Assignment:
Your answer should be the line containing "bodies classified into" and every line after it to the end of the records below, word for word.

Data to examine:
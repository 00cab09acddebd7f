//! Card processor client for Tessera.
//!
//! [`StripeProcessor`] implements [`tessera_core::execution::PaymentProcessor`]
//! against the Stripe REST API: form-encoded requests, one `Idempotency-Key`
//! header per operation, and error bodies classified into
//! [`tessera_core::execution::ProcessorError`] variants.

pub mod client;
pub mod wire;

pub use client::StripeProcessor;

Solution:
//! header per operation, and error bodies classified into
//! [`tessera_core::execution::ProcessorError`] variants.

pub mod client;
pub mod wire;

pub use client::StripeProcessor;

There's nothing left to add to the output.